AutoTest the simple things - Good cop out, just to say you have ‘something’
Not using the “DRY” approach
Deleting ‘failing’ tests - to give a better report
Not ensuring Single responsibility for methods
So over complex, only the author understands (Who tests the tests?)
Constant changing of design patterns and Automation software (Low ROI)
Only run when you ‘think’ you need to - Get them in the CI/CD pipeline
No plan of attack - for reuse and low maintenance (POM for example)
Reliance solely on Automation - It is not the ‘golden bullet’
AutoTest just for the sake of it - You need to define a ‘gain’ and ‘purpose’
I will leave at that, but I also question “does the test serve any purpose, and if that area under test does fail - would be an actual problem”. Stick to critical path and high risk areas.
Just listening to a discussion between Hilary Weaver @g33klady and Suman Bala @sumanbala during Module 17 of STEC.
Hilary has this to share:
Or the one that that gets me every time is when a full stack software engineer, really good at their job, they try to tackle test automation. And then I look at their code and they’re like, sorry.
Because they think, oh, it’s just code. I can just do it. But its also you have to apply the testing principles. So that’s a myth that I see a lot with software engineers that without the testing training that they think that they could just automate, you know, whatever.
We had one framework we inherited that had 300 tests in it. They were 5 years old and kept alive. They’d found 2 defects in that 5 years on what was a core product. When I looked into the framework the test were running nothing like they would in production. But the fact that there were 300 tests gave those outside QA comfort.
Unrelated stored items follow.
use chrono::{Local, TimeZone, Utc};
use serde::{Deserialize, Serialize};

use crate::games::snake::BoundaryMode;

const DEFAULT_PLAYER_NAME: &str = "Player";
const MAX_PLAYER_NAME_CHARS: usize = 24;

/// One finished game, as kept in the high-score list.
#[derive(Clone, Debug, PartialEq, Eq, Serialize, Deserialize)]
pub struct ScoreRecord {
    pub player_name: String,
    pub score: u32,
    pub boundary_mode: BoundaryMode,
    pub speed_percentage: u8,
    /// Unix time in milliseconds.
    pub timestamp: i64,
}

impl ScoreRecord {
    pub fn new(player_name: &str, score: u32, boundary_mode: BoundaryMode, speed_percentage: u8) -> Self {
        Self::with_timestamp(
            player_name,
            score,
            boundary_mode,
            speed_percentage,
            Utc::now().timestamp_millis(),
        )
    }

    pub fn with_timestamp(
        player_name: &str,
        score: u32,
        boundary_mode: BoundaryMode,
        speed_percentage: u8,
        timestamp: i64,
    ) -> Self {
        let trimmed = player_name.trim();
        let player_name = if trimmed.is_empty() {
            DEFAULT_PLAYER_NAME.to_string()
        } else {
            trimmed.chars().take(MAX_PLAYER_NAME_CHARS).collect()
        };

        Self {
            player_name,
            score,
            boundary_mode,
            speed_percentage: speed_percentage.min(100),
            timestamp,
        }
    }

    /// `"Ann - 120 pts - walls mode (speed 67%) - 2024-03-01 18:05"`, in local time.
    pub fn display_text(&self) -> String {
        self.display_text_in(&Local)
    }

    pub fn display_text_in<Tz: TimeZone>(&self, tz: &Tz) -> String
    where
        Tz::Offset: std::fmt::Display,
    {
        let when = tz
            .timestamp_millis_opt(self.timestamp)
            .single()
            .map(|time| time.format("%Y-%m-%d %H:%M").to_string())
            .unwrap_or_else(|| "unknown date".to_string());
        let mode = match self.boundary_mode {
            BoundaryMode::Lethal => "walls",
            BoundaryMode::Wrap => "wrap",
        };
        format!(
            "{} - {} pts - {} mode (speed {}%) - {}",
            self.player_name, self.score, mode, self.speed_percentage, when
        )
    }
}
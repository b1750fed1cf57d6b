use serde::{Deserialize, Serialize};

use crate::games::snake::GameEvent;

/// What the host's sound backend should do. The engine never plays anything.
#[derive(Clone, Copy, Debug, PartialEq, Eq, Hash)]
pub enum AudioCue {
    StartMusic,
    StopMusic,
    PlayEat,
    PlayCollision,
}

#[derive(Clone, Copy, Debug, PartialEq, Eq, Serialize, Deserialize)]
pub struct AudioSettings {
    pub muted: bool,
    pub bg_music_enabled: bool,
    pub sound_effects_enabled: bool,
}

impl Default for AudioSettings {
    fn default() -> Self {
        Self {
            muted: false,
            bg_music_enabled: true,
            sound_effects_enabled: true,
        }
    }
}

/// Translates game events into audio cues according to the player's switches.
///
/// One instance is created by the application and passed to whoever listens to
/// the engine; it also tracks whether music is currently meant to be playing so
/// toggling settings mid-game can start or stop it.
#[derive(Debug, Default)]
pub struct SoundBoard {
    settings: AudioSettings,
    music_playing: bool,
    in_game: bool,
}

impl SoundBoard {
    pub fn new(settings: AudioSettings) -> Self {
        Self {
            settings,
            music_playing: false,
            in_game: false,
        }
    }

    pub fn settings(&self) -> AudioSettings {
        self.settings
    }

    pub fn is_music_playing(&self) -> bool {
        self.music_playing
    }

    pub fn cues_for(&mut self, event: &GameEvent) -> Vec<AudioCue> {
        let mut cues = Vec::new();
        match event {
            GameEvent::Started | GameEvent::Resumed => {
                self.in_game = true;
                self.start_music(&mut cues);
            }
            GameEvent::Paused => {
                self.in_game = false;
                self.stop_music(&mut cues);
            }
            GameEvent::Eaten { .. } => {
                if self.effects_audible() {
                    cues.push(AudioCue::PlayEat);
                }
            }
            GameEvent::Collided { .. } => {
                self.in_game = false;
                self.stop_music(&mut cues);
                if self.effects_audible() {
                    cues.push(AudioCue::PlayCollision);
                }
            }
            GameEvent::BoardFilled | GameEvent::Stopped => {
                self.in_game = false;
                self.stop_music(&mut cues);
            }
        }
        cues
    }

    pub fn set_muted(&mut self, muted: bool) -> Option<AudioCue> {
        self.settings.muted = muted;
        self.sync_music()
    }

    pub fn set_bg_music_enabled(&mut self, enabled: bool) -> Option<AudioCue> {
        self.settings.bg_music_enabled = enabled;
        self.sync_music()
    }

    pub fn set_sound_effects_enabled(&mut self, enabled: bool) {
        self.settings.sound_effects_enabled = enabled;
    }

    fn music_audible(&self) -> bool {
        !self.settings.muted && self.settings.bg_music_enabled
    }

    fn effects_audible(&self) -> bool {
        !self.settings.muted && self.settings.sound_effects_enabled
    }

    fn start_music(&mut self, cues: &mut Vec<AudioCue>) {
        if self.music_audible() && !self.music_playing {
            self.music_playing = true;
            cues.push(AudioCue::StartMusic);
        }
    }

    fn stop_music(&mut self, cues: &mut Vec<AudioCue>) {
        if self.music_playing {
            self.music_playing = false;
            cues.push(AudioCue::StopMusic);
        }
    }

    fn sync_music(&mut self) -> Option<AudioCue> {
        let mut cues = Vec::new();
        if self.in_game && self.music_audible() {
            self.start_music(&mut cues);
        } else {
            self.stop_music(&mut cues);
        }
        cues.pop()
    }
}

#[cfg(test)]
mod tests {
    use super::*;
    use crate::games::snake::{GameOverReason, Point};

    fn eaten() -> GameEvent {
        GameEvent::Eaten {
            score: 10,
            position: Point::new(1, 1),
        }
    }

    #[test]
    fn test_full_game_cues() {
        let mut board = SoundBoard::new(AudioSettings::default());
        assert_eq!(board.cues_for(&GameEvent::Started), vec![AudioCue::StartMusic]);
        assert_eq!(board.cues_for(&eaten()), vec![AudioCue::PlayEat]);
        assert_eq!(board.cues_for(&GameEvent::Paused), vec![AudioCue::StopMusic]);
        assert_eq!(board.cues_for(&GameEvent::Resumed), vec![AudioCue::StartMusic]);
        assert_eq!(
            board.cues_for(&GameEvent::Collided {
                reason: GameOverReason::HitSelf
            }),
            vec![AudioCue::StopMusic, AudioCue::PlayCollision]
        );
        assert!(!board.is_music_playing());
    }

    #[test]
    fn test_muted_board_is_silent() {
        let mut board = SoundBoard::new(AudioSettings {
            muted: true,
            ..AudioSettings::default()
        });
        assert!(board.cues_for(&GameEvent::Started).is_empty());
        assert!(board.cues_for(&eaten()).is_empty());
        assert!(
            board
                .cues_for(&GameEvent::Collided {
                    reason: GameOverReason::HitWall
                })
                .is_empty()
        );
    }

    #[test]
    fn test_effects_switch_keeps_music() {
        let mut board = SoundBoard::new(AudioSettings {
            sound_effects_enabled: false,
            ..AudioSettings::default()
        });
        assert_eq!(board.cues_for(&GameEvent::Started), vec![AudioCue::StartMusic]);
        assert!(board.cues_for(&eaten()).is_empty());
    }

    #[test]
    fn test_toggling_music_mid_game() {
        let mut board = SoundBoard::new(AudioSettings::default());
        board.cues_for(&GameEvent::Started);

        assert_eq!(board.set_bg_music_enabled(false), Some(AudioCue::StopMusic));
        assert_eq!(board.set_bg_music_enabled(true), Some(AudioCue::StartMusic));
        assert_eq!(board.set_muted(true), Some(AudioCue::StopMusic));
        assert_eq!(board.set_muted(true), None);
    }

    #[test]
    fn test_enabling_music_outside_game_is_silent() {
        let mut board = SoundBoard::new(AudioSettings {
            bg_music_enabled: false,
            ..AudioSettings::default()
        });
        assert_eq!(board.set_bg_music_enabled(true), None);
    }
}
So I dropped the framework and got the team to start building new tests with the mantra “I’d rather have 1 valuable manual test than 300 non valuable automated tests”. That was still difficult to communicate as some had bought into quantity = quality e.g. historic conversations like “Are you comfortable its been tested?”, “Well we’ve executed 300 automated tests and they’ve all passed” sounds a lot better to those outside QA than “Well we’ve executed 10 valuable manual tests and they’ve all passed”…but that was the journey we had to start.